- Opening Delimiter -
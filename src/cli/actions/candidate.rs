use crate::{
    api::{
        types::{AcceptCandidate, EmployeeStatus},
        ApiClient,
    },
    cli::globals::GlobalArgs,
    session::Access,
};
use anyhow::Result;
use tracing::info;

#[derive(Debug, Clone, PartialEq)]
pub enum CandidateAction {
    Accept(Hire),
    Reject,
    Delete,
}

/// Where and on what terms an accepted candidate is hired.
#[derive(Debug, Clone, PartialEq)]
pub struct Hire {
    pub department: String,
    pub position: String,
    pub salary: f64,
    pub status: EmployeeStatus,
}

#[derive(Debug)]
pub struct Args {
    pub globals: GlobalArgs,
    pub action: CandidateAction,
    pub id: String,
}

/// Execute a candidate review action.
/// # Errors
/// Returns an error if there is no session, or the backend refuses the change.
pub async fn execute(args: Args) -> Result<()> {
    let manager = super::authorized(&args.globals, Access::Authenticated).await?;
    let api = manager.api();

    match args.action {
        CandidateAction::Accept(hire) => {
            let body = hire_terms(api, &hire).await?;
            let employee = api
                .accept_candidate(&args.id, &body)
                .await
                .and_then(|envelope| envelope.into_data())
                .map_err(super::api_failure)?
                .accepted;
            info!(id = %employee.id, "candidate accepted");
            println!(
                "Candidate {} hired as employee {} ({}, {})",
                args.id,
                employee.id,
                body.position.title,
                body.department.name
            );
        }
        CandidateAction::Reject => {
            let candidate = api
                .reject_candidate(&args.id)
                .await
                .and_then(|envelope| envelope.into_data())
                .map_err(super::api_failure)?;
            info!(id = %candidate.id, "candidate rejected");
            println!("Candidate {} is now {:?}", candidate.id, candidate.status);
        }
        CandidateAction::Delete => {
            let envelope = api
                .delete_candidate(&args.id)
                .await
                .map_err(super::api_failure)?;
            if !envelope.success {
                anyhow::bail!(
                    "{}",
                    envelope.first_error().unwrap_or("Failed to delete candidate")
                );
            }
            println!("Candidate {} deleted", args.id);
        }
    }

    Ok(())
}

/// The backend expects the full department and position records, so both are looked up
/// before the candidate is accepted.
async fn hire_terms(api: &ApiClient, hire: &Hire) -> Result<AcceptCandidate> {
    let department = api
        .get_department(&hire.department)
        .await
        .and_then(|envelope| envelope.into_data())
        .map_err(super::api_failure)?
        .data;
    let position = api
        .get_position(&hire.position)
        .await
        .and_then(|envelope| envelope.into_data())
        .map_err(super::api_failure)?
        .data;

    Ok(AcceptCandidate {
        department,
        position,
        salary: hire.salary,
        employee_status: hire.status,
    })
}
- Closing Delimiter -
When you reach this point, go back and write out each record above exactly.

filename src/cli/actions/candidate.rs
use crate::{
    api::{
        types::{AcceptCandidate, EmployeeStatus},
        ApiClient,
    },
    cli::globals::GlobalArgs,
    session::Access,
};
use anyhow::Result;
use tracing::info;

#[derive(Debug, Clone, PartialEq)]
pub enum CandidateAction {
    Accept(Hire),
    Reject,
    Delete,
}

/// Where and on what terms an accepted candidate is hired.
#[derive(Debug, Clone, PartialEq)]
pub struct Hire {
    pub department: String,
    pub position: String,
    pub salary: f64,
    pub status: EmployeeStatus,
}

#[derive(Debug)]
pub struct Args {
    pub globals: GlobalArgs,
    pub action: CandidateAction,
    pub id: String,
}

/// Execute a candidate review action.
/// # Errors
/// Returns an error if there is no session, or the backend refuses the change.
pub async fn execute(args: Args) -> Result<()> {
    let manager = super::authorized(&args.globals, Access::Authenticated).await?;
    let api = manager.api();

    match args.action {
        CandidateAction::Accept(hire) => {
            let body = hire_terms(api, &hire).await?;
            let employee = api
                .accept_candidate(&args.id, &body)
                .await
                .and_then(|envelope| envelope.into_data())
                .map_err(super::api_failure)?
                .accepted;
            info!(id = %employee.id, "candidate accepted");
            println!(
                "Candidate {} hired as employee {} ({}, {})",
                args.id,
                employee.id,
                body.position.title,
                body.department.name
            );
        }
        CandidateAction::Reject => {
            let candidate = api
                .reject_candidate(&args.id)
                .await
                .and_then(|envelope| envelope.into_data())
                .map_err(super::api_failure)?;
            info!(id = %candidate.id, "candidate rejected");
            println!("Candidate {} is now {:?}", candidate.id, candidate.status);
        }
        CandidateAction::Delete => {
            let envelope = api
                .delete_candidate(&args.id)
                .await
                .map_err(super::api_failure)?;
            if !envelope.success {
                anyhow::bail!(
                    "{}",
                    envelope.first_error().unwrap_or("Failed to delete candidate")
                );
            }
            println!("Candidate {} deleted", args.id);
        }
    }

    Ok(())
}

/// The backend expects the full department and position records, so both are looked up
/// before the candidate is accepted.
async fn hire_terms(api: &ApiClient, hire: &Hire) -> Result<AcceptCandidate> {
    let department = api
        .get_department(&hire.department)
        .await
        .and_then(|envelope| envelope.into_data())
        .map_err(super::api_failure)?
        .data;
    let position = api
        .get_position(&hire.position)
        .await
        .and_then(|envelope| envelope.into_data())
        .map_err(super::api_failure)?
        .data;

    Ok(AcceptCandidate {
        department,
        position,
        salary: hire.salary,
        employee_status: hire.status,
    })
}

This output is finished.